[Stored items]
%%

use chrono::{DateTime, Duration, TimeZone, Utc};
use docket_core::config::DraftDefaults;
use docket_core::filter::{CompletionFilter, Criteria, apply};
use docket_core::store::TaskBoard;
use docket_core::task::{Label, Priority};

fn fixture_now() -> DateTime<Utc> {
    Utc.with_ymd_and_hms(2026, 3, 9, 9, 30, 0)
        .single()
        .expect("fixture time")
}

#[test]
fn empty_title_add_is_rejected() {
    let mut board = TaskBoard::new(DraftDefaults::default());
    let mut draft = board.blank_draft();
    draft.title = "   ".to_string();
    draft.description = "never stored".to_string();

    assert!(board.add(&draft, fixture_now()).is_none());
    assert!(board.tasks().is_empty());
}

#[test]
fn add_yields_incomplete_task() {
    let mut board = TaskBoard::new(DraftDefaults::default());
    let mut draft = board.blank_draft();
    draft.title = "Buy milk".to_string();

    let task = board
        .add(&draft, fixture_now())
        .expect("add should succeed");

    assert_eq!(task.title, "Buy milk");
    assert!(!task.completed());
    assert_eq!(task.completed_at, None);
    assert_eq!(board.tasks().len(), 1);
    assert_eq!(board.tasks()[0], task);
}

#[test]
fn completing_twice_keeps_first_timestamp() {
    let now = fixture_now();
    let later = now + Duration::hours(2);

    let mut board = TaskBoard::new(DraftDefaults::default());
    let mut draft = board.blank_draft();
    draft.title = "Water plants".to_string();
    let task = board.add(&draft, now).expect("add should succeed");

    assert!(board.complete(task.id, now));
    assert!(!board.complete(task.id, later));

    let stored = board.get(task.id).expect("task should still exist");
    assert_eq!(stored.completed_at, Some(now));
}

#[test]
fn complete_and_remove_of_missing_id_are_noops() {
    let mut board = TaskBoard::new(DraftDefaults::default());
    let mut draft = board.blank_draft();
    draft.title = "Only task".to_string();
    board.add(&draft, fixture_now()).expect("add should succeed");

    let mut ghost = board.blank_draft();
    ghost.title = "Ghost".to_string();

    assert!(!board.complete(99, fixture_now()));
    assert!(!board.remove(99));
    assert!(!board.update(99, &ghost));
    assert_eq!(board.tasks().len(), 1);
    assert_eq!(board.tasks()[0].title, "Only task");
}

#[test]
fn remove_leaves_other_tasks_untouched() {
    let mut board = TaskBoard::new(DraftDefaults::default());
    for title in ["first", "second", "third"] {
        let mut draft = board.blank_draft();
        draft.title = title.to_string();
        board.add(&draft, fixture_now()).expect("add should succeed");
    }

    let snapshot: Vec<_> = board.tasks().to_vec();
    assert!(board.remove(2));

    let ids: Vec<u64> = board.tasks().iter().map(|task| task.id).collect();
    assert_eq!(ids, vec![1, 3]);
    assert_eq!(board.tasks()[0], snapshot[0]);
    assert_eq!(board.tasks()[1], snapshot[2]);
}

#[test]
fn ids_are_not_reused_after_delete() {
    let mut board = TaskBoard::new(DraftDefaults::default());
    let mut draft = board.blank_draft();
    draft.title = "first".to_string();
    board.add(&draft, fixture_now()).expect("add should succeed");

    draft = board.blank_draft();
    draft.title = "second".to_string();
    let second = board.add(&draft, fixture_now()).expect("add should succeed");
    assert!(board.remove(second.id));

    draft = board.blank_draft();
    draft.title = "third".to_string();
    let third = board.add(&draft, fixture_now()).expect("add should succeed");

    assert_eq!(third.id, 3);
    assert!(board.tasks().iter().all(|task| task.id != second.id));
}

#[test]
fn edit_updates_only_mutable_fields() {
    let now = fixture_now();
    let mut board = TaskBoard::new(DraftDefaults::default());
    let mut draft = board.blank_draft();
    draft.title = "Pay rent".to_string();
    draft.description = "before the 5th".to_string();
    let task = board.add(&draft, now).expect("add should succeed");
    assert!(board.complete(task.id, now));

    let mut edit = board.blank_draft();
    edit.begin_edit(board.get(task.id).expect("task should exist"));
    edit.description = "before the 1st".to_string();
    board
        .commit(&mut edit, now + Duration::days(1))
        .expect("commit should update");

    let stored = board.get(task.id).expect("task should still exist");
    assert_eq!(stored.id, task.id);
    assert_eq!(stored.title, "Pay rent");
    assert_eq!(stored.description, "before the 1st");
    assert_eq!(stored.added_at, task.added_at);
    assert_eq!(stored.completed_at, Some(now));
    assert!(!edit.is_editing());
    assert!(edit.title.is_empty());
}

#[test]
fn commit_routes_between_add_and_update() {
    let mut board = TaskBoard::new(DraftDefaults::default());
    let mut draft = board.blank_draft();
    draft.title = "New task".to_string();

    let added = board
        .commit(&mut draft, fixture_now())
        .expect("commit without edit marker should add");
    assert_eq!(board.tasks().len(), 1);
    assert!(draft.title.is_empty());

    draft.begin_edit(board.get(added.id).expect("task should exist"));
    draft.title = "Renamed task".to_string();
    board
        .commit(&mut draft, fixture_now())
        .expect("commit with edit marker should update");

    assert_eq!(board.tasks().len(), 1);
    assert_eq!(
        board.get(added.id).expect("task should exist").title,
        "Renamed task"
    );
}

#[test]
fn rejected_commit_keeps_draft() {
    let mut board = TaskBoard::new(DraftDefaults::default());
    let mut draft = board.blank_draft();
    draft.description = "typed before the title".to_string();

    assert!(board.commit(&mut draft, fixture_now()).is_none());
    assert_eq!(draft.description, "typed before the title");
    assert!(board.tasks().is_empty());
}

#[test]
fn cancel_edit_reverts_draft_without_touching_store() {
    let defaults = DraftDefaults::default();
    let mut board = TaskBoard::new(defaults);
    let mut draft = board.blank_draft();
    draft.title = "Stable title".to_string();
    let task = board.add(&draft, fixture_now()).expect("add should succeed");

    let mut edit = board.blank_draft();
    edit.begin_edit(board.get(task.id).expect("task should exist"));
    edit.title = "Abandoned rename".to_string();
    edit.cancel_edit(defaults);

    assert!(!edit.is_editing());
    assert!(edit.title.is_empty());
    assert_eq!(
        board.get(task.id).expect("task should exist").title,
        "Stable title"
    );
}

#[test]
fn report_scenario_filters_by_label_and_completion() {
    let mut board = TaskBoard::new(DraftDefaults::default());

    let mut draft = board.blank_draft();
    draft.title = "Write report".to_string();
    draft.priority = Priority::High;
    draft.label = Label::Work;
    let report = board.add(&draft, fixture_now()).expect("add should succeed");

    draft = board.blank_draft();
    draft.title = "Read book".to_string();
    draft.priority = Priority::Low;
    draft.label = Label::Personal;
    board.add(&draft, fixture_now()).expect("add should succeed");

    let work_only = apply(
        board.tasks(),
        &Criteria {
            label: Some(Label::Work),
            ..Criteria::default()
        },
    );
    assert_eq!(work_only.len(), 1);
    assert_eq!(work_only[0].id, report.id);

    assert!(board.complete(report.id, fixture_now()));

    let completed_only = apply(
        board.tasks(),
        &Criteria {
            completion: CompletionFilter::Completed,
            ..Criteria::default()
        },
    );
    assert_eq!(completed_only.len(), 1);
    assert_eq!(completed_only[0].id, report.id);
    assert!(completed_only[0].completed_at.is_some());
}

#[test]
fn completed_at_serializes_as_null_until_completion() {
    let mut board = TaskBoard::new(DraftDefaults::default());
    let mut draft = board.blank_draft();
    draft.title = "Ship release".to_string();
    let task = board.add(&draft, fixture_now()).expect("add should succeed");

    let value = serde_json::to_value(board.get(task.id).expect("task should exist"))
        .expect("task should serialize");
    assert!(value["completed_at"].is_null());
    assert_eq!(value["title"], "Ship release");

    assert!(board.complete(task.id, fixture_now()));
    let value = serde_json::to_value(board.get(task.id).expect("task should exist"))
        .expect("task should serialize");
    assert!(value["completed_at"].is_string());
}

%%

* **What is being asked**
For the word "marker", go through the records and show each line that carries it.

* **Answer to this task**
        .expect("commit without edit marker should add");
        .expect("commit with edit marker should update");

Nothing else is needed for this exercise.